Sauf que le volume qu’il proposait était le tome 3, La Conquête de la sphère, un titre alléchant à priori. Mais arrivé en caisse, mon libraire prévenant me demande si j’ai lu les deux autres tomes, ce à quoi je réponds non. Il me conseille alors de les lire avant de m’embarquer dans celui-ci.

Sauf que le tome 1, L’Académie de l’éther est épuisé, il n’a que le tome 2. Je prends le tome 2, L’Envol du Soleil, le tome 3, quitte à faire l’impasse sur la première partie du récit, et dans la foulée cherche sur internet le premier volume. Après quelques tentatives, je trouve L’Académie de l’éther sur Rakuten où je revends habituellement mes bouquins, et neuf de surcroit. Me voila donc avec une trilogie uchronique sur le roi soleil écrite par un auteur dont je n’ai jamais lu un ouvrage. Le pari est risqué.

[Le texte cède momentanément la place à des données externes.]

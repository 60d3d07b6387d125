//! Bulk item import from tabular data.
//!
//! Each row is registered on its own, in its own transaction. A row that fails to
//! parse or register is logged, recorded in the [`ImportReport`] and skipped; the rest
//! of the batch carries on.

use crate::{
    core::{
        catalog::{IdentityScheme, ItemKey, ItemMetadata, NewItem, parse_quantity, register_item},
        timestamp::parse_expiry_text,
    },
    errors::{Error, Result},
};
use sea_orm::DatabaseConnection;
use serde::Deserialize;
use std::io::Read;
use tracing::{info, instrument, warn};

/// One row of import data, as text. Column names match the field names.
#[derive(Debug, Clone, Default, Deserialize)]
#[serde(default)]
pub struct ImportRow {
    /// External code (code catalogs only)
    pub code: Option<String>,
    /// Item name
    pub name: String,
    /// Initial quantity
    pub quantity: String,
    /// Low-stock threshold
    pub minimum_threshold: String,
    /// Supply category
    pub category: Option<String>,
    /// Unit of measure
    pub unit: Option<String>,
    /// Supplier name
    pub supplier: Option<String>,
    /// Storage location
    pub location: Option<String>,
    /// Free-text note
    pub note: Option<String>,
    /// Expiry date, `DD/MM/YYYY` or `YYYY-MM-DD`; blank means undetermined
    pub expiry: Option<String>,
}

impl ImportRow {
    fn into_new_item(self) -> Result<NewItem> {
        let quantity = parse_quantity(&self.quantity)?;
        let minimum_threshold = parse_quantity(&self.minimum_threshold)?;
        let expiry = self
            .expiry
            .as_deref()
            .filter(|text| !text.trim().is_empty())
            .map(parse_expiry_text)
            .transpose()?;

        Ok(NewItem {
            code: self.code,
            name: self.name,
            quantity,
            minimum_threshold,
            metadata: ItemMetadata {
                category: self.category,
                unit: self.unit,
                supplier: self.supplier,
                location: self.location,
                note: self.note,
                expiry,
            },
        })
    }
}

/// A row that was skipped.
#[derive(Debug)]
pub struct RowFailure {
    /// 1-based data row number (the header is not counted)
    pub row: usize,
    /// Why the row was rejected
    pub error: Error,
}

/// Outcome of an import batch.
#[derive(Debug, Default)]
pub struct ImportReport {
    /// Identities of the items registered, in row order
    pub registered: Vec<ItemKey>,
    /// Rows that were skipped
    pub failures: Vec<RowFailure>,
}

impl ImportReport {
    /// Number of rows processed, successful or not.
    #[must_use]
    pub fn total_rows(&self) -> usize {
        self.registered.len() + self.failures.len()
    }

    /// Whether every row was registered.
    #[must_use]
    pub fn is_clean(&self) -> bool {
        self.failures.is_empty()
    }

    fn record_failure(&mut self, row: usize, error: Error) {
        warn!(row, %error, "Skipping import row");
        self.failures.push(RowFailure { row, error });
    }
}

/// Registers every row, skipping and reporting the ones that fail.
#[instrument(skip(db, rows))]
pub async fn import_rows<I>(
    db: &DatabaseConnection,
    scheme: IdentityScheme,
    rows: I,
) -> ImportReport
where
    I: IntoIterator<Item = ImportRow>,
{
    let mut report = ImportReport::default();
    let numbered = rows.into_iter().enumerate().map(|(index, row)| (index + 1, row));
    register_rows(db, scheme, numbered, &mut report).await;

    info!(
        registered = report.registered.len(),
        skipped = report.failures.len(),
        "Import finished"
    );
    report
}

async fn register_rows<I>(
    db: &DatabaseConnection,
    scheme: IdentityScheme,
    rows: I,
    report: &mut ImportReport,
) where
    I: IntoIterator<Item = (usize, ImportRow)>,
{
    for (row_number, row) in rows {
        let outcome = match row.into_new_item() {
            Ok(new_item) => register_item(db, scheme, new_item).await,
            Err(e) => Err(e),
        };
        match outcome {
            Ok(key) => report.registered.push(key),
            Err(e) => report.record_failure(row_number, e),
        }
    }
}

/// Reads CSV with a header row and registers every data row.
///
/// # Errors
/// Fails as a whole only if the header cannot be read or has no `name` column;
/// individual bad rows are reported in the returned [`ImportReport`].
#[instrument(skip(db, reader))]
pub async fn import_csv<R: Read>(
    db: &DatabaseConnection,
    scheme: IdentityScheme,
    reader: R,
) -> Result<ImportReport> {
    let mut rdr = csv::ReaderBuilder::new()
        .trim(csv::Trim::All)
        .flexible(true)
        .from_reader(reader);

    if !rdr.headers()?.iter().any(|header| header == "name") {
        return Err(Error::InvalidItem {
            message: "Import data has no 'name' column".to_string(),
        });
    }

    let mut parsed = Vec::new();
    let mut report = ImportReport::default();
    for (index, record) in rdr.deserialize::<ImportRow>().enumerate() {
        match record {
            Ok(row) => parsed.push((index + 1, row)),
            Err(e) => report.record_failure(index + 1, Error::Csv(e)),
        }
    }

    register_rows(db, scheme, parsed, &mut report).await;
    report.failures.sort_by_key(|failure| failure.row);

    info!(
        registered = report.registered.len(),
        skipped = report.failures.len(),
        "CSV import finished"
    );
    Ok(report)
}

Le Grand Siècle nous propulse au début du règne de Louis XIV, en pleine Fronde. Un jour le jeune roi assiste à la présentation d’une sphère tombée du ciel aux pouvoirs surnaturels. Cet évènement, sensé n’être qu’une distraction pour le jeune roi, va faire basculer l’histoire sur un chemin parallèle à celui consigné dans les ouvrages scolaire.

Le roman raconte le destin d’enfants de paysans contraints de rejoindre la capitale pour survivre, du roi et de ses ministres, de Blaise Pascal, de Condé et bien entendu de cette sphère pensante qui, pour retourner chez elle, va donner un petit coup de pouce au destin.

J’ai failli renoncer à la lecture du Grand Siècle dès les premières pages tant le style ampoulé prêté à ces fils de paysans semblait en total décalage avec l’histoire. Mais comme j’avais deux autres tomes à lire, je me suis accroché. Arrivé au chapitre 5, lorsque le récit s’est enfin attardé sur la sphère, mon intérêt est monté d’un cran, et au bout du compte je suis arrivé à la fin du premier tome avec l’envie de continuer l’aventure.

Johan Heliot ne propose pas ici de la grande littérature mais bien un plaisant divertissement idéal pour les vacances. Les amateur d’uchronie facile devrait y trouver là une bonne lecture et pourquoi pas, un univers clef en main à utiliser pour le jeu de rôle.